# Improving abilites



## Oregon_Archer (Oct 3, 2015)

Hey everyone,

I just started bow hunting last year. I've been practicing almost every day at the range and have made some great improvements. Lately however, I feel like I'm kind of hitting a plateau with my grouping and abilities. I'm sure this comes down to something form related or maybe my bow isn't tuned as precisely as it could be. I'm mostly self taught, but I would really some some advice on the following:

1) Basic form and grouping improvements
2) Shooting in wind & ways to judge wind speed / arrow drift
3) How to tune your bow for maximum accuracy
4) What mental focus tricks or tips have you learned that have helped you improve your shot?

I have a 2014 Bowtech Carbon Overdrive. It's running about 60 lbs and I have a 27.5" draw length. If I can provide any further info that would be of benefit please let me know!

Cheers,

Oregon_Archer


----------



## Sasquech (Dec 15, 2014)

Well a good coach can take you from grouping to changing to a multi spot target to prevent robin hoods. At 20 yards. Although proponents of tuning will tell you you must tune . Tuning is more about forgiveness at 20 yards it is mostly the Indian as long as nothing is loose. But then again a good coach can help with tuning as well. There is a ton of God tuning info here as well as all other aspects. Many hunters and self taught folks end up pulling the trigger on a wrist strap when the pin is centered and end up jerking the trigger and slightly missing. This is usually the hardest thing to fix as it is the thing you get the
Most used to. Let's see where the thread goes


----------



## ron w (Jan 5, 2013)

working on my execution. realizing that what happens at the bow, is the only thing that determines what happens at the target.


----------



## bfisher (Nov 30, 2002)

As Sasquech said, get a good coach. Find and join a local archery club. Start shooting indoor spots and pay attention to who the better target shooters are and don't be afraid to ask their advice. If you can do so, choose ONE that you feel comfortable with and is willing to help you. Many will be willing to give advice for free. How much you learn will be determined by how receptive you are to changes in both form and equipment. If you think you have a good coach then listen to him.

Men are the hardest people to coach. Especially those self taught in their basements or back yards. They know everything, but are always looking for help, but don't want to listen when help arrives.


----------



## aread (Dec 25, 2009)

Agree with others that a good coach & joining a club are great steps. 

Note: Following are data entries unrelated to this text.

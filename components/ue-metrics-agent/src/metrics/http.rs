// External crates
use anyhow::{Context, Result};
use bytes::Bytes;
use http_body_util::Full;
use hyper::{
    Method, Request, Response, StatusCode,
    body::Incoming,
    header::{CONTENT_TYPE, HeaderValue},
    service::service_fn,
};
use hyper_util::{rt::TokioExecutor, rt::TokioIo, server::conn::auto::Builder as HyperServerBuilder};
use prometheus::{Encoder, TextEncoder};
use std::{convert::Infallible, net::SocketAddr};
use tokio::net::TcpListener;
use tokio_util::sync::CancellationToken;
use tracing::instrument;

fn metrics_response() -> Response<Full<Bytes>> {
    tracing::debug!("Collecting all registered prometheus metrics");
    let metric_families = prometheus::gather();

    let encoder = TextEncoder::new();
    let mut buffer = Vec::new();
    if let Err(e) = encoder.encode(&metric_families, &mut buffer) {
        tracing::error!(error = %e, "Failed to encode prometheus metrics");
        let mut response = Response::new(Full::new(Bytes::from_static(b"encoding error")));
        *response.status_mut() = StatusCode::INTERNAL_SERVER_ERROR;
        return response;
    }

    let mut response = Response::new(Full::new(Bytes::from(buffer)));
    if let Ok(content_type) = HeaderValue::from_str(encoder.format_type()) {
        response.headers_mut().insert(CONTENT_TYPE, content_type);
    }
    response
}

async fn route(req: Request<Incoming>) -> Result<Response<Full<Bytes>>, Infallible> {
    match (req.method(), req.uri().path()) {
        (&Method::GET, "/metrics") => Ok(metrics_response()),
        _ => {
            let mut not_found = Response::new(Full::new(Bytes::from_static(b"Not Found")));
            *not_found.status_mut() = StatusCode::NOT_FOUND;
            Ok(not_found)
        }
    }
}

pub async fn bind_metrics_listener(addr: &str) -> Result<TcpListener> {
    let addr: SocketAddr = addr
        .parse()
        .with_context(|| format!("Invalid metrics listen address {addr}"))?;
    TcpListener::bind(addr)
        .await
        .with_context(|| format!("Failed to bind metrics endpoint on {addr}"))
}

/// Serve `/metrics` on `listener` until `shutdown` is cancelled.
#[instrument(
    name = "ue_metrics_server::serve",
    target = "metrics::http",
    skip_all,
    level = "debug"
)]
pub async fn serve_metrics(listener: TcpListener, shutdown: CancellationToken) -> Result<()> {
    let local_addr = listener.local_addr()?;
    tracing::info!(
        metrics_endpoint = %local_addr,
        "Agent metrics available at http://{local_addr}/metrics"
    );

    loop {
        let (stream, _) = tokio::select! {
            _ = shutdown.cancelled() => {
                tracing::debug!("Metrics endpoint shutting down");
                return Ok(());
            }
            accepted = listener.accept() => match accepted {
                Ok(conn) => conn,
                Err(e) => {
                    tracing::warn!(error = %e, "Failed to accept metrics connection");
                    continue;
                }
            },
        };

        let io = TokioIo::new(stream);
        tokio::spawn(async move {
            if let Err(err) = HyperServerBuilder::new(TokioExecutor::new())
                .serve_connection(io, service_fn(route))
                .await
            {
                tracing::error!(error = %err, "Metrics endpoint connection error");
            }
        });
    }
}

However, you can get a start on what your new coach will tell you by writing down your shot sequence. Just list, step by step how you go about setting up, drawing and releasing your arrows. 

Then practice your shot sequence. Don't be afraid to change things, add or even delete steps. The more you learn about good form, the more you will change your shot sequence, but always practice based on your sequence. You can shoot thousands of arrows judging how well you are doing by where the arrows land and you won't improve significantly. But if you base how well you are doing on how well you execute your shot sequence, you will improve. 

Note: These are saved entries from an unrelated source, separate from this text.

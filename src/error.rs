use std::io;

use axum::http::StatusCode;
use axum::response::{IntoResponse, Response};
use thiserror::Error;

/// Failure to parse a raw `Range` header value.
#[derive(Debug, Clone, PartialEq, Eq, Error)]
pub enum ParseError {
    /// Missing `=` or `-`, empty range token, or a bound that is not a number.
    #[error("invalid range header")]
    InvalidSyntax,

    /// Both bounds were present but the end came before the start. A
    /// negative end always does.
    #[error("invalid range: end is smaller than start")]
    EndBeforeStart { start: u64, end: i64 },
}

/// Every way a seekable response can fail before its headers are committed.
///
/// All variants except [`RangeError::Io`] are caused by the request and map
/// to `400 Bad Request`. Adapters should branch on the variant (or on
/// [`RangeError::status`]), not on the message text.
#[derive(Debug, Error)]
pub enum RangeError {
    #[error("invalid range header")]
    InvalidRangeHeader,

    #[error("invalid range: end is smaller than start")]
    EndBeforeStart { start: u64, end: i64 },

    #[error("only range unit \"bytes\" is supported")]
    UnsupportedRangeUnit(String),

    /// Zero or several comma separated ranges were requested.
    #[error("only single ranges are supported")]
    MultipleRangesUnsupported(usize),

    #[error("range is out of bounds")]
    RangeOutOfBounds { start: u64, end: u64, length: u64 },

    /// Stat or seek on the underlying resource failed. The message shown to
    /// clients never includes the source error.
    #[error("internal server error")]
    Io(#[source] io::Error),
}

impl RangeError {
    /// HTTP status an adapter should answer with.
    pub fn status(&self) -> StatusCode {
        match self {
            RangeError::Io(_) => StatusCode::INTERNAL_SERVER_ERROR,
            _ => StatusCode::BAD_REQUEST,
        }
    }

    /// True for failures caused by the request rather than the resource.
    pub fn is_client_error(&self) -> bool {
        self.status().is_client_error()
    }
}

impl From<ParseError> for RangeError {
    fn from(err: ParseError) -> Self {
        match err {
            ParseError::InvalidSyntax => RangeError::InvalidRangeHeader,
            ParseError::EndBeforeStart { start, end } => RangeError::EndBeforeStart { start, end },
        }
    }
}

impl From<io::Error> for RangeError {
    fn from(err: io::Error) -> Self {
        RangeError::Io(err)
    }
}

/// Renders the status with a short plain text body.
impl IntoResponse for RangeError {
    fn into_response(self) -> Response {
        (self.status(), self.to_string()).into_response()
    }
}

One other thing, if a shot is not going right, let down. Never let yourself shoot a bad shot. But know that for most of us, the letdown is the hardest shot in archery 

Allen


----------



## ron w (Jan 5, 2013)

exactly, what I always say is "what happens at the target is determined by what happens at the bow". accuracy doesn't come from that arrow, or the bow, if you don't shoot an X, the arrow won't land in the X.


----------